_TASK GOAL_
All lines from the opening of the data to the line containing "the array engine" must be returned unchanged, and only those lines.

_Stored data_
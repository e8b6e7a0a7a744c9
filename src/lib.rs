//! tiledb-cli - command-line front-end to the TileDB array storage engine
//!
//! The crate parses command lines, most notably the keyword-argument
//! mini-language accepted by `convert-from csv`, and forwards each command
//! to an external engine that owns the actual array I/O.

pub mod domain;
pub mod engine;
pub mod config;
pub mod cli;

pub use domain::{parse_kwargs, OptionMap, Value};
pub use engine::{ArrayEngine, Backend, CloudClient, EngineError};
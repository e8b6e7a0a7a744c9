//! Filter-list arguments for `convert-from csv`
//!
//! The filter flags do not go through the generic keyword grammar. Their
//! values are either a list applied to every column,
//!
//! ```text
//! GzipFilter=9,BitShuffleFilter
//! ```
//!
//! or per-column lists separated by `;`:
//!
//! ```text
//! a:LZ4Filter=10,BitShuffleFilter;b:DoubleDeltaFilter,PositiveDeltaFilter=3
//! ```
//!
//! A flag carrying an unnamed list may only appear once; repeated flags
//! must name their columns and are merged (later columns win).

use serde::{Serialize, Serializer};
use std::collections::BTreeMap;
use std::fmt;
use std::str::FromStr;
use thiserror::Error;

#[derive(Debug, Error, PartialEq)]
pub enum FilterError {
    #[error("Saw the following bad <filter names>: {}", .0.join(", "))]
    UnknownFilters(Vec<String>),

    #[error("Invalid filter level in '{0}': expected <filter name>=<int>")]
    InvalidLevel(String),

    #[error("Too many arguments provided in '{0}'")]
    TooManyParts(String),

    #[error("Cannot mix named and unnamed filter lists in '{0}'")]
    MixedEntries(String),

    #[error(
        "The {0} flag can only be used once if using only a <filter list> argument. \
         Multiple uses of the flag require <name>:<filter list> arguments."
    )]
    AmbiguousRepeat(String),

    #[error("The {0} flag only accepts a <filter list> argument")]
    NamedNotAllowed(String),
}

/// A compression or transform filter known to the array engine
#[derive(Debug, Clone, Copy, PartialEq, Eq)]
pub enum FilterKind {
    Gzip,
    Zstd,
    Lz4,
    Bzip2,
    Rle,
    DoubleDelta,
    BitShuffle,
    ByteShuffle,
    BitWidthReduction,
    PositiveDelta,
}

impl FilterKind {
    pub const ALL: [FilterKind; 10] = [
        FilterKind::Gzip,
        FilterKind::Zstd,
        FilterKind::Lz4,
        FilterKind::Bzip2,
        FilterKind::Rle,
        FilterKind::DoubleDelta,
        FilterKind::BitShuffle,
        FilterKind::ByteShuffle,
        FilterKind::BitWidthReduction,
        FilterKind::PositiveDelta,
    ];

    /// Name as accepted on the command line and by the engine
    pub fn name(&self) -> &'static str {
        match self {
            FilterKind::Gzip => "GzipFilter",
            FilterKind::Zstd => "ZstdFilter",
            FilterKind::Lz4 => "LZ4Filter",
            FilterKind::Bzip2 => "Bzip2Filter",
            FilterKind::Rle => "RleFilter",
            FilterKind::DoubleDelta => "DoubleDeltaFilter",
            FilterKind::BitShuffle => "BitShuffleFilter",
            FilterKind::ByteShuffle => "ByteShuffleFilter",
            FilterKind::BitWidthReduction => "BitWidthReductionFilter",
            FilterKind::PositiveDelta => "PositiveDeltaFilter",
        }
    }
}

impl fmt::Display for FilterKind {
    fn fmt(&self, f: &mut fmt::Formatter<'_>) -> fmt::Result {
        f.write_str(self.name())
    }
}

impl FromStr for FilterKind {
    type Err = FilterError;

    fn from_str(s: &str) -> Result<Self, Self::Err> {
        Self::ALL
            .into_iter()
            .find(|kind| kind.name() == s)
            .ok_or_else(|| FilterError::UnknownFilters(vec![s.to_string()]))
    }
}

impl Serialize for FilterKind {
    fn serialize<S: Serializer>(&self, serializer: S) -> Result<S::Ok, S::Error> {
        serializer.serialize_str(self.name())
    }
}

/// One filter with an optional level (`GzipFilter=9`)
#[derive(Debug, Clone, PartialEq, Eq, Serialize)]
pub struct Filter {
    #[serde(rename = "name")]
    pub kind: FilterKind,

    #[serde(skip_serializing_if = "Option::is_none")]
    pub level: Option<i32>,
}

pub type FilterList = Vec<Filter>;

/// Filters for every column, or per named column
#[derive(Debug, Clone, PartialEq, Eq, Serialize)]
#[serde(untagged)]
pub enum FilterAssignment {
    All(FilterList),
    PerColumn(BTreeMap<String, FilterList>),
}

/// Parses `Name[=level],Name[=level],...`
pub fn parse_filter_list(text: &str) -> Result<FilterList, FilterError> {
    let mut filters = Vec::new();
    let mut unknown = Vec::new();

    for item in text.split(',') {
        let item = item.trim();
        let (name, level) = match item.split_once('=') {
            Some((name, level)) => {
                let level = level
                    .trim()
                    .parse::<i32>()
                    .map_err(|_| FilterError::InvalidLevel(item.to_string()))?;
                (name.trim(), Some(level))
            }
            None => (item, None),
        };

        match name.parse::<FilterKind>() {
            Ok(kind) => filters.push(Filter { kind, level }),
            Err(_) => unknown.push(name.to_string()),
        }
    }

    if !unknown.is_empty() {
        unknown.sort();
        unknown.dedup();
        return Err(FilterError::UnknownFilters(unknown));
    }

    Ok(filters)
}

/// Parses one filter flag value, named or unnamed
pub fn parse_filter_assignment(text: &str) -> Result<FilterAssignment, FilterError> {
    let entries: Vec<&str> = text.split(';').filter(|e| !e.trim().is_empty()).collect();

    match entries.as_slice() {
        [] => return Err(FilterError::UnknownFilters(vec![text.to_string()])),
        [single] if !single.contains(':') => {
            return parse_filter_list(single).map(FilterAssignment::All);
        }
        _ => {}
    }

    let mut columns = BTreeMap::new();
    for entry in entries {
        let parts: Vec<&str> = entry.split(':').collect();
        match parts.as_slice() {
            [name, list] => {
                columns.insert(name.trim().to_string(), parse_filter_list(list)?);
            }
            [_] => return Err(FilterError::MixedEntries(text.to_string())),
            _ => return Err(FilterError::TooManyParts(entry.to_string())),
        }
    }

    Ok(FilterAssignment::PerColumn(columns))
}

/// Combines every occurrence of a per-column filter flag
pub fn combine_assignments(
    flag: &str,
    values: &[String],
) -> Result<Option<FilterAssignment>, FilterError> {
    let parsed = values
        .iter()
        .map(|v| parse_filter_assignment(v))
        .collect::<Result<Vec<_>, _>>()?;

    if parsed.len() <= 1 {
        return Ok(parsed.into_iter().next());
    }

    let mut columns = BTreeMap::new();
    for assignment in parsed {
        match assignment {
            FilterAssignment::PerColumn(named) => columns.extend(named),
            FilterAssignment::All(_) => return Err(FilterError::AmbiguousRepeat(flag.to_string())),
        }
    }

    Ok(Some(FilterAssignment::PerColumn(columns)))
}

/// Parses the coordinate filter flag, which takes a single unnamed list
pub fn coords_filters(flag: &str, values: &[String]) -> Result<Option<FilterList>, FilterError> {
    match values {
        [] => Ok(None),
        [value] => match parse_filter_assignment(value)? {
            FilterAssignment::All(list) => Ok(Some(list)),
            FilterAssignment::PerColumn(_) => Err(FilterError::NamedNotAllowed(flag.to_string())),
        },
        _ => Err(FilterError::AmbiguousRepeat(flag.to_string())),
    }
}
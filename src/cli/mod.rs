//! # Command-Line Interface
//!
//! User-facing commands and output formatting. Every command parses its
//! arguments, makes one or two engine calls, and prints the result.
//!
//! ## Command Groups
//!
//! | Group | Purpose | Examples |
//! |-------|---------|----------|
//! | Dump | Inspect arrays | `dump schema`, `dump array`, `dump fragments` |
//! | Convert | Ingest files | `convert-from csv` |
//! | Maintenance | Fragment housekeeping | `consolidate fragments`, `vacuum fragments` |
//! | Fragments | Time-range surgery | `fragments copy`, `fragments delete` |
//! | Cloud | TileDB Cloud | `cloud login`, `cloud dump arrays`, `cloud share` |
//! | Versions | Version info | `versions cli`, `versions embedded` |
//!
//! ## Output Formats
//!
//! All commands support the `--format` flag, given before the subcommand:
//! - `text` (default) - Human-readable output
//! - `json` - Machine-parseable JSON
//!
//! ## Diagnostics
//!
//! Use `--debug` to trace configuration, engine requests and parsed
//! keyword arguments on stderr.
//!
//! ## Exit Codes
//!
//! `0` on success, `2` for usage errors (see [`exit_code`]), `1` for
//! everything else.

mod app;
mod cloud;
mod consolidate;
mod convert_from;
mod dump;
mod fragments;
mod output;
mod prompt;
mod versions;

use thiserror::Error;

use crate::domain::{FilterError, KwargsError, SelectionError, TimestampError};

pub use app::{run, Cli, Commands};
pub use output::{Output, OutputFormat};

/// A command was invoked with arguments it cannot use
#[derive(Debug, Error)]
#[error("{0}")]
pub struct UsageError(pub String);

impl UsageError {
    pub fn new(message: impl Into<String>) -> Self {
        Self(message.into())
    }
}

/// Maps an error to the process exit code
pub fn exit_code(err: &anyhow::Error) -> u8 {
    let is_usage = err.chain().any(|cause| {
        cause.is::<UsageError>()
            || cause.is::<KwargsError>()
            || cause.is::<FilterError>()
            || cause.is::<SelectionError>()
            || cause.is::<TimestampError>()
    });

    if is_usage {
        2
    } else {
        1
    }
}

#[cfg(test)]
mod tests {
    use super::*;
    use anyhow::Context;

    #[test]
    fn usage_errors_exit_with_two() {
        let err = anyhow::Error::new(UsageError::new("bad"));
        assert_eq!(exit_code(&err), 2);

        let err: anyhow::Error = Err::<(), _>(KwargsError::MalformedOption("x".to_string()))
            .context("Failed to parse keyword arguments")
            .unwrap_err();
        assert_eq!(exit_code(&err), 2);
    }

    #[test]
    fn other_errors_exit_with_one() {
        let err = anyhow::anyhow!("bridge crashed");
        assert_eq!(exit_code(&err), 1);
    }
}
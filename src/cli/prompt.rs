//! Interactive prompts on stdin

use std::io::{self, BufRead, IsTerminal, Write};

use anyhow::{bail, Context, Result};
use crossterm::event::{self, Event, KeyCode, KeyEventKind, KeyModifiers};
use crossterm::terminal;

/// Asks a yes/no question; only `y` or `yes` (any case) confirm
pub fn confirm(question: &str) -> Result<bool> {
    let stdin = io::stdin();
    ask_yes_no(&mut stdin.lock(), &mut io::stderr(), question)
}

/// Reads a password from stdin without echoing it
///
/// Input that is not a terminal (pipes, tests) is read as one line.
pub fn prompt_password(label: &str) -> Result<String> {
    let stdin = io::stdin();
    let text = format!("{}: ", label);
    if !stdin.is_terminal() {
        return read_answer(&mut stdin.lock(), &mut io::stderr(), &text);
    }

    let mut stderr = io::stderr();
    write!(stderr, "{}", text)?;
    stderr.flush()?;

    terminal::enable_raw_mode().context("Failed to switch the terminal to raw mode")?;
    let password = collect_password(event::read);
    // Restore the terminal before reporting any read error
    terminal::disable_raw_mode().context("Failed to restore the terminal")?;
    writeln!(stderr)?;

    password
}

/// Collects key presses until Enter; Esc or Ctrl-C cancels
fn collect_password(mut next: impl FnMut() -> io::Result<Event>) -> Result<String> {
    let mut password = String::new();
    loop {
        let Event::Key(key) = next().context("Failed to read from the terminal")? else {
            continue;
        };
        // Only key presses, not releases
        if key.kind != KeyEventKind::Press {
            continue;
        }
        match key.code {
            KeyCode::Enter => return Ok(password),
            KeyCode::Esc => bail!("Password entry cancelled"),
            KeyCode::Char('c') if key.modifiers.contains(KeyModifiers::CONTROL) => {
                bail!("Password entry cancelled")
            }
            KeyCode::Char(c) => password.push(c),
            KeyCode::Backspace => {
                password.pop();
            }
            _ => {}
        }
    }
}

fn ask_yes_no(input: &mut impl BufRead, prompt: &mut impl Write, question: &str) -> Result<bool> {
    let answer = read_answer(input, prompt, &format!("{} [y/N] ", question))?;
    Ok(matches!(answer.to_lowercase().as_str(), "y" | "yes"))
}

fn read_answer(input: &mut impl BufRead, prompt: &mut impl Write, text: &str) -> Result<String> {
    write!(prompt, "{}", text)?;
    prompt.flush()?;

    let mut line = String::new();
    input
        .read_line(&mut line)
        .context("Failed to read from stdin")?;
    Ok(line.trim().to_string())
}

_REPLY_
repository e8b6e7a0a7a744c9
filename src/lib.rs
//! tiledb-cli - command-line front-end to the TileDB array storage engine
//!
//! The crate parses command lines, most notably the keyword-argument
//! mini-language accepted by `convert-from csv`, and forwards each command
//! to an external engine that owns the actual array I/O.

pub mod domain;
pub mod engine;
pub mod config;
pub mod cli;

pub use domain::{parse_kwargs, OptionMap, Value};
pub use engine::{ArrayEngine, Backend, CloudClient, EngineError};
repository e8b6e7a0a7a744c9
//! Filter-list arguments for `convert-from csv`
//!
//! The filter flags do not go through the generic keyword grammar. Their
//! values are either a list applied to every column,
//!
//! ```text
//! GzipFilter=9,BitShuffleFilter
//! ```
//!
//! or per-column lists separated by `;`:
//!
//! ```text
//! a:LZ4Filter=10,BitShuffleFilter;b:DoubleDeltaFilter,PositiveDeltaFilter=3
//! ```
//!
//! A flag carrying an unnamed list may only appear once; repeated flags
//! must name their columns and are merged (later columns win).

use serde::{Serialize, Serializer};
use std::collections::BTreeMap;
use std::fmt;
use std::str::FromStr;
use thiserror::Error;

#[derive(Debug, Error, PartialEq)]
pub enum FilterError {
    #[error("Saw the following bad <filter names>: {}", .0.join(", "))]
    UnknownFilters(Vec<String>),

    #[error("Invalid filter level in '{0}': expected <filter name>=<int>")]
    InvalidLevel(String),

    #[error("Too many arguments provided in '{0}'")]
    TooManyParts(String),

    #[error("Cannot mix named and unnamed filter lists in '{0}'")]
    MixedEntries(String),

    #[error(
        "The {0} flag can only be used once if using only a <filter list> argument. \
         Multiple uses of the flag require <name>:<filter list> arguments."
    )]
    AmbiguousRepeat(String),

    #[error("The {0} flag only accepts a <filter list> argument")]
    NamedNotAllowed(String),
}

/// A compression or transform filter known to the array engine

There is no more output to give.